» **What the task asks**: Would you please retype the records that follow, word for word?

» **Extracted data entries**:
--------------------------------------------------

// Copyright (c) 2025, The Ruskit Authors
// MIT License
// All rights reserved.

//! # Consumer Retry
//!
//! `RetryingListener` decorates a delivery listener with a bounded retry
//! policy. Each delivery runs its own attempt loop, so the decorator can be
//! shared by every consumer task of an endpoint. Once the attempts are
//! exhausted the recovery callback is invoked exactly once and the delivery
//! is reported as handled: the broker's own redelivery counter is never
//! involved.

use crate::{
    errors::HandlerError,
    listener::{MessageChannel, MessageListener},
    message::{HeaderValue, InboundMessage, Message},
    properties::ConsumerProperties,
};
use async_trait::async_trait;
use std::{sync::Arc, time::Duration};
use tracing::{debug, error, warn};

/// Header holding the failure of the last attempt
pub const EXCEPTION_MESSAGE_HEADER: &str = "x-exception-message";
/// Header holding the address the failed message was consumed from
pub const ORIGINAL_DESTINATION_HEADER: &str = "x-original-destination";
/// Header holding the number of attempts made
pub const DELIVERY_ATTEMPTS_HEADER: &str = "x-delivery-attempts";

/// Bounded exponential backoff retry policy.
#[derive(Debug, Clone, PartialEq)]
pub struct RetryPolicy {
    pub max_attempts: u32,
    pub initial_interval: Duration,
    pub multiplier: f64,
    pub max_interval: Duration,
}

impl RetryPolicy {
    pub fn from_properties(properties: &ConsumerProperties) -> Self {
        RetryPolicy {
            max_attempts: properties.max_attempts.max(1),
            initial_interval: properties.back_off_initial_interval(),
            multiplier: properties.back_off_multiplier,
            max_interval: properties.back_off_max_interval(),
        }
    }

    /// Delay before the attempt following `attempt` (1-based).
    ///
    /// Computed in microseconds and clamped to `max_interval`; an overflowing
    /// or undefined growth yields `max_interval`.
    pub fn delay_after(&self, attempt: u32) -> Duration {
        let exponent = attempt.saturating_sub(1).min(i32::MAX as u32) as i32;
        let cap_us = self.max_interval.as_micros() as f64;
        let delay_us = self.initial_interval.as_micros() as f64 * self.multiplier.powi(exponent);

        let delay_us = if delay_us.is_finite() {
            delay_us.clamp(0.0, cap_us)
        } else {
            cap_us
        };

        Duration::from_micros(delay_us as u64)
    }
}

/// A delivery whose retry budget is exhausted.
#[derive(Debug)]
pub struct DeliveryFailure {
    pub destination: String,
    pub message: Message,
    pub cause: HandlerError,
    pub attempts: u32,
}

/// Invoked once when a delivery ran out of attempts.
#[async_trait]
pub trait RecoveryCallback: Send + Sync {
    async fn recover(&self, failure: DeliveryFailure) -> Result<(), HandlerError>;
}

/// Publishes exhausted deliveries to an error channel.
pub struct ErrorMessageRecoverer {
    channel_name: String,
    channel: Arc<dyn MessageChannel>,
}

impl ErrorMessageRecoverer {
    pub fn new(channel_name: impl Into<String>, channel: Arc<dyn MessageChannel>) -> Self {
        ErrorMessageRecoverer {
            channel_name: channel_name.into(),
            channel,
        }
    }

    pub fn channel_name(&self) -> &str {
        &self.channel_name
    }
}

#[async_trait]
impl RecoveryCallback for ErrorMessageRecoverer {
    async fn recover(&self, failure: DeliveryFailure) -> Result<(), HandlerError> {
        error!(
            error = failure.cause.to_string(),
            channel = self.channel_name.as_str(),
            attempts = failure.attempts,
            "too many attempts, sending to error channel"
        );

        let mut message = failure.message;
        message.headers.insert(
            EXCEPTION_MESSAGE_HEADER.to_owned(),
            HeaderValue::Text(failure.cause.to_string()),
        );
        message.headers.insert(
            ORIGINAL_DESTINATION_HEADER.to_owned(),
            HeaderValue::Text(failure.destination),
        );
        message.headers.insert(
            DELIVERY_ATTEMPTS_HEADER.to_owned(),
            HeaderValue::Long(i64::from(failure.attempts)),
        );

        self.channel.send(message).await
    }
}

/// Delivery listener retrying the wrapped listener.
pub struct RetryingListener {
    inner: Arc<dyn MessageListener>,
    policy: RetryPolicy,
    recoverer: Arc<dyn RecoveryCallback>,
}

impl RetryingListener {
    pub fn new(
        inner: Arc<dyn MessageListener>,
        policy: RetryPolicy,
        recoverer: Arc<dyn RecoveryCallback>,
    ) -> Self {
        RetryingListener {
            inner,
            policy,
            recoverer,
        }
    }
}

#[async_trait]
impl MessageListener for RetryingListener {
    async fn on_message(&self, message: &mut InboundMessage) -> Result<(), HandlerError> {
        let mut attempt = 1;

        loop {
            message.reset();

            let cause = match self.inner.on_message(message).await {
                Ok(()) => {
                    if attempt > 1 {
                        debug!(attempt = attempt, "delivery recovered after retry");
                    }
                    return Ok(());
                }
                Err(cause) => cause,
            };

            if attempt >= self.policy.max_attempts {
                message.reset();
                let failed = message.read_message()?;
                return self
                    .recoverer
                    .recover(DeliveryFailure {
                        destination: message.destination.clone(),
                        message: failed,
                        cause,
                        attempts: attempt,
                    })
                    .await;
            }

            let delay = self.policy.delay_after(attempt);
            warn!(
                error = cause.to_string(),
                attempt = attempt,
                delay_ms = delay.as_millis() as u64,
                "error whiling handling msg, retrying"
            );
            tokio::time::sleep(delay).await;
            attempt += 1;
        }
    }
}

--------------------------------------------------

» **Output of the exercise**:
// Copyright (c) 2025, The Ruskit Authors
// MIT License
// All rights reserved.

//! # Consumer Retry
//!
//! `RetryingListener` decorates a delivery listener with a bounded retry
//! policy. Each delivery runs its own attempt loop, so the decorator can be
//! shared by every consumer task of an endpoint. Once the attempts are
//! exhausted the recovery callback is invoked exactly once and the delivery
//! is reported as handled: the broker's own redelivery counter is never
//! involved.

use crate::{
    errors::HandlerError,
    listener::{MessageChannel, MessageListener},
    message::{HeaderValue, InboundMessage, Message},
    properties::ConsumerProperties,
};
use async_trait::async_trait;
use std::{sync::Arc, time::Duration};
use tracing::{debug, error, warn};

/// Header holding the failure of the last attempt
pub const EXCEPTION_MESSAGE_HEADER: &str = "x-exception-message";
/// Header holding the address the failed message was consumed from
pub const ORIGINAL_DESTINATION_HEADER: &str = "x-original-destination";
/// Header holding the number of attempts made
pub const DELIVERY_ATTEMPTS_HEADER: &str = "x-delivery-attempts";

/// Bounded exponential backoff retry policy.
#[derive(Debug, Clone, PartialEq)]
pub struct RetryPolicy {
    pub max_attempts: u32,
    pub initial_interval: Duration,
    pub multiplier: f64,
    pub max_interval: Duration,
}

impl RetryPolicy {
    pub fn from_properties(properties: &ConsumerProperties) -> Self {
        RetryPolicy {
            max_attempts: properties.max_attempts.max(1),
            initial_interval: properties.back_off_initial_interval(),
            multiplier: properties.back_off_multiplier,
            max_interval: properties.back_off_max_interval(),
        }
    }

    /// Delay before the attempt following `attempt` (1-based).
    ///
    /// Computed in microseconds and clamped to `max_interval`; an overflowing
    /// or undefined growth yields `max_interval`.
    pub fn delay_after(&self, attempt: u32) -> Duration {
        let exponent = attempt.saturating_sub(1).min(i32::MAX as u32) as i32;
        let cap_us = self.max_interval.as_micros() as f64;
        let delay_us = self.initial_interval.as_micros() as f64 * self.multiplier.powi(exponent);

        let delay_us = if delay_us.is_finite() {
            delay_us.clamp(0.0, cap_us)
        } else {
            cap_us
        };

        Duration::from_micros(delay_us as u64)
    }
}

/// A delivery whose retry budget is exhausted.
#[derive(Debug)]
pub struct DeliveryFailure {
    pub destination: String,
    pub message: Message,
    pub cause: HandlerError,
    pub attempts: u32,
}

/// Invoked once when a delivery ran out of attempts.
#[async_trait]
pub trait RecoveryCallback: Send + Sync {
    async fn recover(&self, failure: DeliveryFailure) -> Result<(), HandlerError>;
}

/// Publishes exhausted deliveries to an error channel.
pub struct ErrorMessageRecoverer {
    channel_name: String,
    channel: Arc<dyn MessageChannel>,
}

impl ErrorMessageRecoverer {
    pub fn new(channel_name: impl Into<String>, channel: Arc<dyn MessageChannel>) -> Self {
        ErrorMessageRecoverer {
            channel_name: channel_name.into(),
            channel,
        }
    }

    pub fn channel_name(&self) -> &str {
        &self.channel_name
    }
}

#[async_trait]
impl RecoveryCallback for ErrorMessageRecoverer {
    async fn recover(&self, failure: DeliveryFailure) -> Result<(), HandlerError> {
        error!(
            error = failure.cause.to_string(),
            channel = self.channel_name.as_str(),
            attempts = failure.attempts,
            "too many attempts, sending to error channel"
        );

        let mut message = failure.message;
        message.headers.insert(
            EXCEPTION_MESSAGE_HEADER.to_owned(),
            HeaderValue::Text(failure.cause.to_string()),
        );
        message.headers.insert(
            ORIGINAL_DESTINATION_HEADER.to_owned(),
            HeaderValue::Text(failure.destination),
        );
        message.headers.insert(
            DELIVERY_ATTEMPTS_HEADER.to_owned(),
            HeaderValue::Long(i64::from(failure.attempts)),
        );

        self.channel.send(message).await
    }
}

/// Delivery listener retrying the wrapped listener.
pub struct RetryingListener {
    inner: Arc<dyn MessageListener>,
    policy: RetryPolicy,
    recoverer: Arc<dyn RecoveryCallback>,
}

impl RetryingListener {
    pub fn new(
        inner: Arc<dyn MessageListener>,
        policy: RetryPolicy,
        recoverer: Arc<dyn RecoveryCallback>,
    ) -> Self {
        RetryingListener {
            inner,
            policy,
            recoverer,
        }
    }
}

#[async_trait]
impl MessageListener for RetryingListener {
    async fn on_message(&self, message: &mut InboundMessage) -> Result<(), HandlerError> {
        let mut attempt = 1;

        loop {
            message.reset();

            let cause = match self.inner.on_message(message).await {
                Ok(()) => {
                    if attempt > 1 {
                        debug!(attempt = attempt, "delivery recovered after retry");
                    }
                    return Ok(());
                }
                Err(cause) => cause,
            };

            if attempt >= self.policy.max_attempts {
                message.reset();
                let failed = message.read_message()?;
                return self
                    .recoverer
                    .recover(DeliveryFailure {
                        destination: message.destination.clone(),
                        message: failed,
                        cause,
                        attempts: attempt,
                    })
                    .await;
            }

            let delay = self.policy.delay_after(attempt);
            warn!(
                error = cause.to_string(),
                attempt = attempt,
                delay_ms = delay.as_millis() as u64,
                "error whiling handling msg, retrying"
            );
            tokio::time::sleep(delay).await;
            attempt += 1;
        }
    }
}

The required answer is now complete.